Regino es un nombre con raíces germánicas que evoca la idea de “consejo” o “sabio”, lo que le da un aire de sabiduría práctica y terrenal. Ha recorrido el tiempo con calma, sin prisas ni lujos, adaptándose a cada época con esa discreción característica de quien prefiere las acciones a las palabras.
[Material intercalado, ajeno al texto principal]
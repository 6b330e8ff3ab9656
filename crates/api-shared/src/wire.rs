//! Wire DTOs for the REST API.
//!
//! Raw LLM results arrive as arbitrary JSON (`serde_json::Value`); the
//! normalized result leaves as a plain JSON object whose shape depends on
//! the entry kind. Both are declared as free-form objects in the OpenAPI
//! schema.

use serde::{Deserialize, Serialize};
use serde_json::Value;
use utoipa::ToSchema;

/// Health check response.
#[derive(Debug, Clone, Serialize, Deserialize, ToSchema)]
pub struct HealthRes {
    pub ok: bool,
    pub message: String,
}

/// Generic error body.
#[derive(Debug, Clone, Serialize, Deserialize, ToSchema)]
pub struct ErrorRes {
    pub error: String,
}

/// Record a simplified term into history.
#[derive(Debug, Clone, Serialize, Deserialize, ToSchema)]
#[serde(rename_all = "camelCase")]
pub struct RecordTermReq {
    /// The original term the user searched for.
    pub term: String,
    /// The raw LLM completion for that term, in whatever shape it arrived.
    #[schema(value_type = Object)]
    pub result: Value,
}

/// Record an analyzed report into history.
#[derive(Debug, Clone, Serialize, Deserialize, ToSchema)]
#[serde(rename_all = "camelCase")]
pub struct RecordReportReq {
    /// The original report text the user submitted.
    pub report_text: String,
    /// The raw LLM analysis, in whatever shape it arrived.
    #[schema(value_type = Object)]
    pub result: Value,
}

/// One stored history entry, in its canonical shape.
#[derive(Debug, Clone, Serialize, Deserialize, ToSchema)]
#[serde(rename_all = "camelCase")]
pub struct EntryDto {
    pub id: String,
    /// `"term"` or `"report"`.
    pub kind: String,
    pub original_input: String,
    /// Normalized result object; shape depends on `kind`.
    #[schema(value_type = Object)]
    pub result: Value,
    /// `"ok"`, `"partialFailure"`, or `"unparseable"`.
    pub status: String,
    /// RFC 3339 timestamp.
    pub created_at: String,
}

/// Response to a record request.
///
/// `entry` is absent exactly when `warning` is present: the simplification
/// succeeded but history persistence was skipped.
#[derive(Debug, Clone, Serialize, Deserialize, ToSchema)]
#[serde(rename_all = "camelCase")]
pub struct RecordRes {
    #[schema(value_type = Object)]
    pub result: Value,
    pub status: String,
    #[serde(skip_serializing_if = "Option::is_none")]
    pub entry: Option<EntryDto>,
    #[serde(skip_serializing_if = "Option::is_none")]
    pub warning: Option<String>,
}

/// A user's history grouped by kind, each group ordered newest-first.
#[derive(Debug, Clone, Serialize, Deserialize, ToSchema)]
pub struct ListHistoryRes {
    pub terms: Vec<EntryDto>,
    pub reports: Vec<EntryDto>,
}

/// Response to deleting a single entry.
#[derive(Debug, Clone, Serialize, Deserialize, ToSchema)]
pub struct DeleteRes {
    pub deleted: bool,
}

/// Response to clearing a user's history.
#[derive(Debug, Clone, Serialize, Deserialize, ToSchema)]
#[serde(rename_all = "camelCase")]
pub struct ClearRes {
    pub deleted_count: usize,
}

/// Per-kind usage statistics.
#[derive(Debug, Clone, Serialize, Deserialize, ToSchema)]
#[serde(rename_all = "camelCase")]
pub struct KindStatsDto {
    pub kind: String,
    pub count: usize,
    /// RFC 3339 timestamp of the most recent entry of this kind, if any.
    #[serde(skip_serializing_if = "Option::is_none")]
    pub last_used: Option<String>,
}

/// Response to a stats request.
#[derive(Debug, Clone, Serialize, Deserialize, ToSchema)]
pub struct HistoryStatsRes {
    pub stats: Vec<KindStatsDto>,
}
Es un nombre que suena a tierra firme, a tradición y a gente que valora lo auténtico.
Si Regino fuera un personaje de película, sería ese tío serio pero con una sonrisa irónica que siempre tiene la solución cuando todo se cae a pedazos. Tiene una energía tranquila, casi de piedra angular: no hace ruido, pero sostiene todo. Es leal hasta la médula, un poco terco por convicción propia, y tiene ese don de escuchar de verdad, algo que hoy en día es casi un superpoder.
Retrato lúdico, para tomar con una sonrisa.
En el amor, Regino no va por las ramas ni por los discursos románticos de película. Prefiere el “te llevo las compras” o “ya arreglé la canilla” como máxima expresión de afecto. Es constante, fiel y busca una conexión profunda, no un romance de verano. Cuando se enamora, lo hace con la intensidad de quien construye una casa ladrillo a ladrillo, y una vez que te eligió, es para siempre.